Today, the forces driving that expansion are deeply entrenched. Attempts to reverse the growth have repeatedly stalled, and the trend line points only in one direction: upward. Even as policymakers talk about austerity, the public sector has become a permanent leviathan, its growth fueled by deep-seated economic, demographic, and institutional dynamics. The analysis that follows examines how government spending expanded for more than a century and why a meaningful reversal may remain beyond reach.
From Tea Taxes to Trillion-Dollar Budgets: A Brief History of U.S. Government Spending
Understanding how this happened requires looking backward. America’s fiscal history reads like a staircase built during crises. The federal government started small, funded by tariffs and a few excises. But each major war or national emergency led to a surge in expenditures and new taxes. After the danger passed, spending never fell back to its old level. It simply settled into a new plateau. Over time, those plateaus formed a steep upward climb that reshaped the federal role in American life.
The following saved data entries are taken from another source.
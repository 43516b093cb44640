use crate::animation::Property;
use crate::biquad::{Biquad, FilterType};
use crate::buffer::AudioBuffer;
use crate::context::ProcessContext;
use crate::graph::error::GraphError;
use crate::graph::node::{AudioNode, BoxedNode, SeekDetector, expect_format, single_input};
use crate::time::Time;

/// Samples per animation chunk.
const CHUNK: usize = 1024;

/// One equalizer band. All parameters are animatable.
#[derive(Debug, Clone)]
pub struct EqualizerBand {
    /// Band shape.
    pub filter_type: FilterType,
    /// Center or corner frequency in Hz.
    pub frequency: Property,
    /// Gain in dB (ignored by pass/notch shapes).
    pub gain: Property,
    /// Quality factor.
    pub q: Property,
}

impl EqualizerBand {
    /// Creates a band.
    pub fn new(
        filter_type: FilterType,
        frequency: impl Into<Property>,
        gain: impl Into<Property>,
        q: impl Into<Property>,
    ) -> Self {
        Self {
            filter_type,
            frequency: frequency.into(),
            gain: gain.into(),
            q: q.into(),
        }
    }

    /// Peaking band.
    pub fn peak(frequency: f32, gain_db: f32, q: f32) -> Self {
        Self::new(FilterType::Peak, frequency, gain_db, q)
    }

    fn is_animated(&self, context: &ProcessContext<'_>) -> bool {
        let sampler = context.sampler();
        sampler.is_animated(&self.frequency) || sampler.is_animated(&self.gain) || sampler.is_animated(&self.q)
    }
}

/// Cascade of biquad bands, applied in order to every channel.
///
/// With no bands the input passes through untouched. Filter history is
/// kept across calls and cleared on a seek; it is reallocated when the
/// channel count, sample rate or band count changes.
pub struct EqualizerNode {
    bands: Vec<EqualizerBand>,
    /// `filters[band][channel]`
    filters: Vec<Vec<Biquad>>,
    format: Option<(usize, u32)>,
    seek: SeekDetector,
    inputs: Vec<BoxedNode>,
}

impl EqualizerNode {
    /// Creates an equalizer with `bands`.
    pub fn new(bands: Vec<EqualizerBand>) -> Self {
        Self {
            bands,
            filters: Vec::new(),
            format: None,
            seek: SeekDetector::default(),
            inputs: Vec::new(),
        }
    }

    /// Configured bands.
    pub fn bands(&self) -> &[EqualizerBand] {
        &self.bands
    }

    /// Mutable bands. Adding or removing bands resets filter history on the
    /// next call.
    pub fn bands_mut(&mut self) -> &mut Vec<EqualizerBand> {
        &mut self.bands
    }

    fn prepare(&mut self, channels: usize, rate: u32, seek: bool) {
        if self.format != Some((channels, rate)) || self.filters.len() != self.bands.len() {
            #[cfg(feature = "tracing")]
            tracing::debug!(channels, rate, bands = self.bands.len(), "EqualizerNode: allocating filters");
            self.filters = vec![vec![Biquad::new(); channels]; self.bands.len()];
            self.format = Some((channels, rate));
        } else if seek {
            #[cfg(feature = "tracing")]
            tracing::debug!("EqualizerNode: seek, clearing filter history");
            for filter in self.filters.iter_mut().flatten() {
                filter.clear();
            }
        }
    }
}

impl AudioNode for EqualizerNode {
    fn process(&mut self, context: &ProcessContext<'_>) -> Result<AudioBuffer, GraphError> {
        let input = single_input(self.name(), &mut self.inputs)?;
        let mut buffer = input.process(context)?;
        let rate = context.sample_rate();
        expect_format("EqualizerNode", &buffer, rate, context.sample_count())?;

        let seek = self.seek.observe(context.time_range().start());
        if self.bands.is_empty() {
            return Ok(buffer);
        }
        let channels = buffer.channel_count();
        self.prepare(channels, rate, seek);

        let sample_rate = rate as f32;
        let animated = self.bands.iter().any(|b| b.is_animated(context));
        if !animated {
            for (band, filters) in self.bands.iter().zip(&mut self.filters) {
                let coefficients = band
                    .filter_type
                    .coefficients(band.frequency.value(), band.gain.value(), band.q.value(), sample_rate);
                for (ch, filter) in filters.iter_mut().enumerate() {
                    filter.set_coefficients(coefficients);
                    filter.process_block(buffer.channel_mut(ch));
                }
            }
            return Ok(buffer);
        }

        let sampler = context.sampler();
        let range = context.time_range();
        let frames = buffer.sample_count();
        let mut frequency = [0.0_f32; CHUNK];
        let mut gain = [0.0_f32; CHUNK];
        let mut q = [0.0_f32; CHUNK];
        let mut offset = 0;
        while offset < frames {
            let len = CHUNK.min(frames - offset);
            let chunk = range.add_start(Time::from_frames(offset as i64, rate));
            // Each band runs over the whole chunk before the next one sees it.
            for (band, filters) in self.bands.iter().zip(&mut self.filters) {
                sampler.sample_buffer(&band.frequency, chunk, rate, &mut frequency[..len]);
                sampler.sample_buffer(&band.gain, chunk, rate, &mut gain[..len]);
                sampler.sample_buffer(&band.q, chunk, rate, &mut q[..len]);
                for i in 0..len {
                    let coefficients = band.filter_type.coefficients(frequency[i], gain[i], q[i], sample_rate);
                    for (ch, filter) in filters.iter_mut().enumerate() {
                        filter.set_coefficients(coefficients);
                        let sample = &mut buffer.channel_mut(ch)[offset + i];
                        *sample = filter.process(*sample);
                    }
                }
            }
            offset += len;
        }
        Ok(buffer)
    }

    fn name(&self) -> &'static str {
        "EqualizerNode"
    }

    fn describe(&self) -> String {
        let bands: Vec<String> = self
            .bands
            .iter()
            .map(|b| {
                format!(
                    "{} {} Hz {} dB q {}",
                    b.filter_type.as_str(),
                    b.frequency.value(),
                    b.gain.value(),
                    b.q.value()
                )
            })
            .collect();
        format!("EqualizerNode([{}])", bands.join(", "))
    }

    fn inputs(&self) -> &[BoxedNode] {
        &self.inputs
    }

    fn inputs_mut(&mut self) -> &mut Vec<BoxedNode> {
        &mut self.inputs
    }

    fn release(&mut self) {
        self.filters = Vec::new();
        self.format = None;
        self.seek.forget();
    }
}
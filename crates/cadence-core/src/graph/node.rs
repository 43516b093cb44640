//! The [`AudioNode`] contract.

use crate::buffer::AudioBuffer;
use crate::context::ProcessContext;

use super::error::GraphError;

/// Owned child node.
pub type BoxedNode = Box<dyn AudioNode>;

/// A unit of the render graph.
///
/// A node owns an ordered list of inputs and produces one buffer per call to
/// [`process`](Self::process). The returned buffer must hold exactly
/// `context.sample_count()` frames at `context.sample_rate()`; the only
/// nodes that deviate are [`SourceNode`](super::SourceNode) (native rate of
/// its source) and [`ResampleNode`](super::ResampleNode) (its target rate).
///
/// Nodes are built once and processed many times. Stateful nodes compare the
/// incoming range start against the previous one: an earlier start is a seek
/// and clears their DSP state.
pub trait AudioNode: Send {
    /// Produces the samples for `context`.
    fn process(&mut self, context: &ProcessContext<'_>) -> Result<AudioBuffer, GraphError>;

    /// Short node kind, e.g. `"GainNode"`.
    fn name(&self) -> &'static str;

    /// The node and its parameters on one line, for graph dumps.
    fn describe(&self) -> String {
        self.name().to_owned()
    }

    /// Attached inputs, in order.
    fn inputs(&self) -> &[BoxedNode];

    /// Mutable access to the attached inputs.
    fn inputs_mut(&mut self) -> &mut Vec<BoxedNode>;

    /// Appends an input.
    fn add_input(&mut self, input: BoxedNode) {
        self.inputs_mut().push(input);
    }

    /// Releases this node's own DSP state (delay lines, filter history,
    /// resampler buffers). Inputs are untouched. Calling it twice is a no-op.
    fn release(&mut self) {}

    /// Releases this node's state and then, depth-first, that of every input.
    fn dispose(&mut self) {
        self.release();
        for input in self.inputs_mut() {
            input.dispose();
        }
    }
}

/// Returns the single input of a node, or an arity error.
pub(crate) fn single_input<'a>(
    node: &'static str,
    inputs: &'a mut [BoxedNode],
) -> Result<&'a mut BoxedNode, GraphError> {
    GraphError::expect_single(node, inputs.len())?;
    Ok(&mut inputs[0])
}

/// Checks that `buffer` is at `sample_rate` with `frames` frames.
pub(crate) fn expect_format(
    node: &'static str,
    buffer: &AudioBuffer,
    sample_rate: u32,
    frames: usize,
) -> Result<(), GraphError> {
    if buffer.sample_rate() != sample_rate {
        return Err(GraphError::format_mismatch(
            node,
            format!("expected {sample_rate} Hz input, got {} Hz", buffer.sample_rate()),
        ));
    }
    if buffer.sample_count() != frames {
        return Err(GraphError::format_mismatch(
            node,
            format!("expected {frames} frames, got {}", buffer.sample_count()),
        ));
    }
    Ok(())
}

/// Writes an indented tree of `node` and its inputs into `out`.
pub(crate) fn describe_tree(node: &dyn AudioNode, depth: usize, out: &mut String) {
    for _ in 0..depth {
        out.push_str("  ");
    }
    out.push_str(&node.describe());
    out.push('\n');
    for input in node.inputs() {
        describe_tree(&**input, depth + 1, out);
    }
}

/// Tracks the previous request start of a stateful node.
///
/// [`observe`](Self::observe) returns true when the new start is earlier
/// than the previous one, i.e. when state must be cleared.
#[derive(Debug, Clone, Copy, Default)]
pub(crate) struct SeekDetector {
    last_start: Option<crate::time::Time>,
}

impl SeekDetector {
    pub(crate) fn observe(&mut self, start: crate::time::Time) -> bool {
        let seek = self.last_start.is_some_and(|last| start < last);
        self.last_start = Some(start);
        seek
    }

    pub(crate) fn forget(&mut self) {
        self.last_start = None;
    }
}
In the early republic, federal power barely touched daily life. Washington relied almost entirely on import tariffs, supplemented by a few excise taxes and land sales. Tariffs often accounted for up to 90% of revenue, reflecting how limited the government truly was. There was no income tax. During this period, federal expenditures stayed modest, typically around only 1-3% of the young nation’s GDP
The government did spend more during wartime, such as the War of 1812 and the Mexican–American War (1846-1848), but shrank shortly after. In 1835, the Treasury even paid off the national debt. The minimalist fiscal state of the founding era, funded unobtrusively by tariffs on foreign goods, was a far cry from today’s expansive budget.
The Civil War and the First Income Tax (1861 to 1872)
The Civil War shattered the old limits. Lincoln’s administration scaled spending to levels the country had never seen, building vast armies and financing unprecedented operations. To fund it, the government imposed the first federal income tax in 1862 and printed new paper currency. These steps marked a sharp break from the long reliance on tariffs.
After the war, lawmakers repealed the income tax, and spending fell. Yet it never returned to antebellum lows. Debt obligations, veterans’ benefits, and new administrative capacities kept the government larger than before. Americans learned that in a true crisis, federal power could expand rapidly, and once expanded, it rarely returned to its earlier size.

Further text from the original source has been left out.